§ **Problem to work on**: Write out the records below once more, exactly as they stand.

Stored items
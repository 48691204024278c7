//! Area grouping and related-entity handlers.

use serde::Serialize;
use tabled::Tabled;

use hassdeck_core::{AreaGroup, EntityId};

use crate::cli::{AreasArgs, GlobalOpts};
use crate::error::CliError;
use crate::output;

use super::entities::{EntityRow, EntityView};
use super::{Session, util};

// ── Views ───────────────────────────────────────────────────────────

#[derive(Serialize)]
struct AreaView {
    area_id: Option<String>,
    name: String,
    hidden: bool,
    entities: usize,
    filtered: usize,
    categories: Vec<String>,
}

impl From<&AreaGroup> for AreaView {
    fn from(g: &AreaGroup) -> Self {
        Self {
            area_id: g.area_id.clone(),
            name: g.name.clone(),
            hidden: g.hidden,
            entities: g.entity_count(),
            filtered: g.filtered_count,
            categories: g.categories.keys().map(ToString::to_string).collect(),
        }
    }
}

#[derive(Tabled)]
struct AreaRow {
    #[tabled(rename = "Area")]
    name: String,
    #[tabled(rename = "Entities")]
    entities: usize,
    #[tabled(rename = "Filtered")]
    filtered: String,
    #[tabled(rename = "Categories")]
    categories: String,
}

impl From<&AreaView> for AreaRow {
    fn from(v: &AreaView) -> Self {
        Self {
            name: if v.hidden {
                format!("{} (hidden)", v.name)
            } else {
                v.name.clone()
            },
            entities: v.entities,
            filtered: if v.filtered == 0 {
                String::new()
            } else {
                v.filtered.to_string()
            },
            categories: v.categories.join(", "),
        }
    }
}

// ── Handlers ────────────────────────────────────────────────────────

pub fn handle(session: &Session, args: &AreasArgs, global: &GlobalOpts) -> Result<(), CliError> {
    let groups = session.controller.area_groups(args.edit);

    let Some(ref needle) = args.area else {
        let views: Vec<AreaView> = groups.iter().map(AreaView::from).collect();
        let out = output::render_list(&global.output, &views, |v| AreaRow::from(v), |v| {
            v.area_id.clone().unwrap_or_else(|| v.name.clone())
        });
        output::print_output(&out, global.quiet);
        return Ok(());
    };

    let state = session.controller.store().snapshot();
    let group = if needle.eq_ignore_ascii_case(hassdeck_core::aggregate::UNASSIGNED) {
        groups.iter().find(|g| g.is_unassigned())
    } else {
        let area = util::resolve_area(&state, needle)?;
        groups
            .iter()
            .find(|g| g.area_id.as_deref() == Some(area.id.as_str()))
    };

    // A resolvable area with nothing visible renders as an empty list.
    let views: Vec<EntityView> = group
        .map(|g| g.entities().map(|e| EntityView::new(&state, e)).collect())
        .unwrap_or_default();

    let color = output::should_color(&global.color);
    let out = output::render_list(
        &global.output,
        &views,
        |v| EntityRow::new(v, color),
        |v| v.entity_id.clone(),
    );
    output::print_output(&out, global.quiet);
    Ok(())
}

pub fn related(session: &Session, entity_id: &str, global: &GlobalOpts) -> Result<(), CliError> {
    let state = session.controller.store().snapshot();
    let entity = util::resolve_entity(&state, entity_id)?;
    let id: &EntityId = &entity.entity_id;

    let views: Vec<EntityView> = session
        .controller
        .related(id)
        .iter()
        .map(|e| EntityView::new(&state, e))
        .collect();

    let color = output::should_color(&global.color);
    let out = output::render_list(
        &global.output,
        &views,
        |v| EntityRow::new(v, color),
        |v| v.entity_id.clone(),
    );
    output::print_output(&out, global.quiet);
    Ok(())
}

§ **Written answer**:
repository 48691204024278c7
//! Area grouping and related-entity handlers.

use serde::Serialize;
use tabled::Tabled;

use hassdeck_core::{AreaGroup, EntityId};

use crate::cli::{AreasArgs, GlobalOpts};
use crate::error::CliError;
use crate::output;

use super::entities::{EntityRow, EntityView};
use super::{Session, util};

// ── Views ───────────────────────────────────────────────────────────

#[derive(Serialize)]
struct AreaView {
    area_id: Option<String>,
    name: String,
    hidden: bool,
    entities: usize,
    filtered: usize,
    categories: Vec<String>,
}

impl From<&AreaGroup> for AreaView {
    fn from(g: &AreaGroup) -> Self {
        Self {
            area_id: g.area_id.clone(),
            name: g.name.clone(),
            hidden: g.hidden,
            entities: g.entity_count(),
            filtered: g.filtered_count,
            categories: g.categories.keys().map(ToString::to_string).collect(),
        }
    }
}

#[derive(Tabled)]
struct AreaRow {
    #[tabled(rename = "Area")]
    name: String,
    #[tabled(rename = "Entities")]
    entities: usize,
    #[tabled(rename = "Filtered")]
    filtered: String,
    #[tabled(rename = "Categories")]
    categories: String,
}

impl From<&AreaView> for AreaRow {
    fn from(v: &AreaView) -> Self {
        Self {
            name: if v.hidden {
                format!("{} (hidden)", v.name)
            } else {
                v.name.clone()
            },
            entities: v.entities,
            filtered: if v.filtered == 0 {
                String::new()
            } else {
                v.filtered.to_string()
            },
            categories: v.categories.join(", "),
        }
    }
}

// ── Handlers ────────────────────────────────────────────────────────

pub fn handle(session: &Session, args: &AreasArgs, global: &GlobalOpts) -> Result<(), CliError> {
    let groups = session.controller.area_groups(args.edit);

    let Some(ref needle) = args.area else {
        let views: Vec<AreaView> = groups.iter().map(AreaView::from).collect();
        let out = output::render_list(&global.output, &views, |v| AreaRow::from(v), |v| {
            v.area_id.clone().unwrap_or_else(|| v.name.clone())
        });
        output::print_output(&out, global.quiet);
        return Ok(());
    };

    let state = session.controller.store().snapshot();
    let group = if needle.eq_ignore_ascii_case(hassdeck_core::aggregate::UNASSIGNED) {
        groups.iter().find(|g| g.is_unassigned())
    } else {
        let area = util::resolve_area(&state, needle)?;
        groups
            .iter()
            .find(|g| g.area_id.as_deref() == Some(area.id.as_str()))
    };

    // A resolvable area with nothing visible renders as an empty list.
    let views: Vec<EntityView> = group
        .map(|g| g.entities().map(|e| EntityView::new(&state, e)).collect())
        .unwrap_or_default();

    let color = output::should_color(&global.color);
    let out = output::render_list(
        &global.output,
        &views,
        |v| EntityRow::new(v, color),
        |v| v.entity_id.clone(),
    );
    output::print_output(&out, global.quiet);
    Ok(())
}

pub fn related(session: &Session, entity_id: &str, global: &GlobalOpts) -> Result<(), CliError> {
    let state = session.controller.store().snapshot();
    let entity = util::resolve_entity(&state, entity_id)?;
    let id: &EntityId = &entity.entity_id;

    let views: Vec<EntityView> = session
        .controller
        .related(id)
        .iter()
        .map(|e| EntityView::new(&state, e))
        .collect();

    let color = output::should_color(&global.color);
    let out = output::render_list(
        &global.output,
        &views,
        |v| EntityRow::new(v, color),
        |v| v.entity_id.clone(),
    );
    output::print_output(&out, global.quiet);
    Ok(())
}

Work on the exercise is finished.